**Problem description:** Using the listing below, determine the count of lines with the word "Optional" and reply only with it.
** Opening Data extracts block **
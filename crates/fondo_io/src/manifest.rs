// crates/fondo_io/src/manifest.rs
//
// Manifest: a small JSON file naming the run inputs.
// • Inputs are local paths only; anything with a scheme is rejected.
// • Exactly one formula source: `formula_path` (JSON file) or `preset` (built-in name).
// • Optional `inputs_sha256` digests are over canonical JSON bytes of the files.
// • Optional `expect.formula_id` pins the formula fingerprint after overrides.

use std::fs;
use std::path::{Path, PathBuf};

use serde::{Deserialize, Serialize};

use fondo_core::presets;

use crate::hasher::sha256_canonical_value;
use crate::{looks_like_url_strict, IoError};

#[derive(Debug, Clone, Serialize, Deserialize)]
#[serde(deny_unknown_fields)]
pub struct Manifest {
    pub dataset_path: String,
    #[serde(default, skip_serializing_if = "Option::is_none")]
    pub formula_path: Option<String>,
    #[serde(default, skip_serializing_if = "Option::is_none")]
    pub preset: Option<String>,
    #[serde(default, skip_serializing_if = "Option::is_none")]
    pub inputs_sha256: Option<InputDigests>,
    #[serde(default, skip_serializing_if = "Option::is_none")]
    pub expect: Option<Expectations>,
}

#[derive(Debug, Clone, Default, Serialize, Deserialize)]
#[serde(deny_unknown_fields)]
pub struct InputDigests {
    #[serde(default)]
    pub dataset: Option<String>,
    #[serde(default)]
    pub formula: Option<String>,
}

#[derive(Debug, Clone, Default, Serialize, Deserialize)]
#[serde(deny_unknown_fields)]
pub struct Expectations {
    /// Expected formula fingerprint (lowercase 64-hex).
    #[serde(default)]
    pub formula_id: Option<String>,
}

/// Where the formula comes from once the manifest is resolved.
#[derive(Debug, Clone, PartialEq, Eq)]
pub enum FormulaSource {
    File(PathBuf),
    Preset(String),
}

/// Paths resolved against the manifest's directory.
#[derive(Debug, Clone)]
pub struct ResolvedManifest {
    pub dataset_path: PathBuf,
    pub formula: FormulaSource,
    pub digests: Option<InputDigests>,
    pub expect: Option<Expectations>,
}

#[derive(Debug)]
pub enum ManifestError {
    Empty(&'static str),
    UrlPath(&'static str, String),
    Io(&'static str, String),
    NotAFile(&'static str, String),
    /// Neither or both of `formula_path` / `preset`.
    FormulaSource,
    UnknownPreset(String),
    /// Bad hex format / shape (not a mismatch).
    DigestShape(&'static str, String),
    /// Provided digest doesn't match the canonical sha256 of the input.
    DigestMismatch(&'static str, String),
    ExpectationMismatch(&'static str, String),
    /// Digest provided for an input that is not a file.
    DigestForMissing(&'static str),
}

impl std::fmt::Display for ManifestError {
    fn fmt(&self, f: &mut std::fmt::Formatter<'_>) -> std::fmt::Result {
        use ManifestError::*;
        match self {
            Empty(k) => write!(f, "field must not be empty: {k}"),
            UrlPath(k, v) => write!(f, "path must be offline (no scheme) for {k}: {v}"),
            Io(k, v) => write!(f, "cannot access {k}: {v}"),
            NotAFile(k, v) => write!(f, "path is not a file for {k}: {v}"),
            FormulaSource => f.write_str("exactly one of formula_path or preset is required"),
            UnknownPreset(p) => write!(f, "unknown preset: {p} (known: {})", presets::PRESET_NAMES.join(", ")),
            DigestShape(k, v) => write!(f, "invalid sha256 format for {k}: {v}"),
            DigestMismatch(k, v) => write!(f, "sha256 mismatch for {k}: {v}"),
            ExpectationMismatch(k, v) => write!(f, "expectation mismatch for {k}: {v}"),
            DigestForMissing(k) => write!(f, "digest supplied for missing input: {k}"),
        }
    }
}

impl std::error::Error for ManifestError {}

impl ManifestError {
    /// Digest and expectation failures are self-verification failures rather
    /// than malformed input.
    pub fn is_verification(&self) -> bool {
        matches!(self, ManifestError::DigestMismatch(..) | ManifestError::ExpectationMismatch(..))
    }
}

#[inline]
fn is_lower_hex_64(s: &str) -> bool {
    s.len() == 64 && s.bytes().all(|b| matches!(b, b'0'..=b'9' | b'a'..=b'f'))
}

#[inline]
fn join_under(base: &Path, rel: &str) -> PathBuf {
    let p = Path::new(rel);
    if p.is_absolute() { p.to_path_buf() } else { base.join(p) }
}

fn offline_check(label: &'static str, path: &str) -> Result<(), ManifestError> {
    if path.trim().is_empty() {
        return Err(ManifestError::Empty(label));
    }
    if looks_like_url_strict(path) {
        return Err(ManifestError::UrlPath(label, path.to_string()));
    }
    Ok(())
}

/// Validate manifest shape and offline path policy. Performs no I/O.
pub fn validate_manifest(man: &Manifest) -> Result<(), ManifestError> {
    offline_check("dataset_path", &man.dataset_path)?;

    match (&man.formula_path, &man.preset) {
        (Some(p), None) => offline_check("formula_path", p)?,
        (None, Some(name)) => {
            if presets::by_name(name).is_none() {
                return Err(ManifestError::UnknownPreset(name.clone()));
            }
        }
        _ => return Err(ManifestError::FormulaSource),
    }

    if let Some(d) = &man.inputs_sha256 {
        if let Some(h) = &d.dataset {
            if !is_lower_hex_64(h) {
                return Err(ManifestError::DigestShape("dataset", h.clone()));
            }
        }
        if let Some(h) = &d.formula {
            if man.formula_path.is_none() {
                return Err(ManifestError::DigestForMissing("formula"));
            }
            if !is_lower_hex_64(h) {
                return Err(ManifestError::DigestShape("formula", h.clone()));
            }
        }
    }

    if let Some(fid) = man.expect.as_ref().and_then(|e| e.formula_id.as_ref()) {
        if !is_lower_hex_64(fid) {
            return Err(ManifestError::DigestShape("expect.formula_id", fid.clone()));
        }
    }
    Ok(())
}

/// Resolve paths under `base_dir` and check that inputs exist and are files.
pub fn resolve_paths(base_dir: &Path, man: &Manifest) -> Result<ResolvedManifest, ManifestError> {
    let dataset_path = join_under(base_dir, &man.dataset_path);
    must_exist_file("dataset_path", &dataset_path)?;

    let formula = match (&man.formula_path, &man.preset) {
        (Some(p), _) => {
            let p = join_under(base_dir, p);
            must_exist_file("formula_path", &p)?;
            FormulaSource::File(p)
        }
        (None, Some(name)) => FormulaSource::Preset(name.clone()),
        (None, None) => return Err(ManifestError::FormulaSource),
    };

    Ok(ResolvedManifest {
        dataset_path,
        formula,
        digests: man.inputs_sha256.clone(),
        expect: man.expect.clone(),
    })
}

fn must_exist_file(label: &'static str, p: &Path) -> Result<(), ManifestError> {
    let md = fs::metadata(p).map_err(|e| ManifestError::Io(label, format!("{} ({e})", p.display())))?;
    if !md.is_file() {
        return Err(ManifestError::NotAFile(label, p.display().to_string()));
    }
    Ok(())
}

fn canonical_digest_of_file(label: &'static str, p: &Path) -> Result<String, ManifestError> {
    let bytes = fs::read(p).map_err(|e| ManifestError::Io(label, format!("{} ({e})", p.display())))?;
    let v: serde_json::Value = serde_json::from_slice(&bytes)
        .map_err(|e| ManifestError::Io(label, format!("{} ({e})", p.display())))?;
    Ok(sha256_canonical_value(&v))
}

/// Verify provided digests over canonical JSON bytes. `Ok(())` when none were given.
pub fn verify_digests(resolved: &ResolvedManifest) -> Result<(), ManifestError> {
    let Some(d) = &resolved.digests else { return Ok(()) };

    let check = |label: &'static str, path: &Path, expect_hex: &str| -> Result<(), ManifestError> {
        let got = canonical_digest_of_file(label, path)?;
        if got != expect_hex {
            return Err(ManifestError::DigestMismatch(label, format!("expected={expect_hex} got={got}")));
        }
        Ok(())
    };

    if let Some(hex) = &d.dataset {
        check("dataset", &resolved.dataset_path, hex)?;
    }
    if let Some(hex) = &d.formula {
        match &resolved.formula {
            FormulaSource::File(p) => check("formula", p, hex)?,
            FormulaSource::Preset(_) => return Err(ManifestError::DigestForMissing("formula")),
        }
    }
    Ok(())
}

/// Enforce `expect.formula_id` if provided. Called once overrides are applied,
/// since they change the fingerprint.
pub fn enforce_expectations(expect: Option<&Expectations>, actual_formula_id: &str) -> Result<(), ManifestError> {
    if let Some(want) = expect.and_then(|e| e.formula_id.as_ref()) {
        if want != actual_formula_id {
            return Err(ManifestError::ExpectationMismatch(
                "formula_id",
                format!("expected={want} got={actual_formula_id}"),
            ));
        }
    }
    Ok(())
}

/// Read + parse + validate a manifest file.
pub fn load_manifest(path: &Path) -> Result<Manifest, IoError> {
    let bytes = fs::read(path)?;
    let man: Manifest = serde_json::from_slice(&bytes)?;
    validate_manifest(&man)?;
    Ok(man)
}

/// Load, validate, resolve relative to the manifest's directory and verify digests.
pub fn load_and_resolve(path: &Path) -> Result<ResolvedManifest, IoError> {
    let man = load_manifest(path)?;
    let base = path.parent().unwrap_or_else(|| Path::new("."));
    let resolved = resolve_paths(base, &man)?;
    verify_digests(&resolved)?;
    Ok(resolved)
}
** Closing Data extracts block **
**Answer space:** 2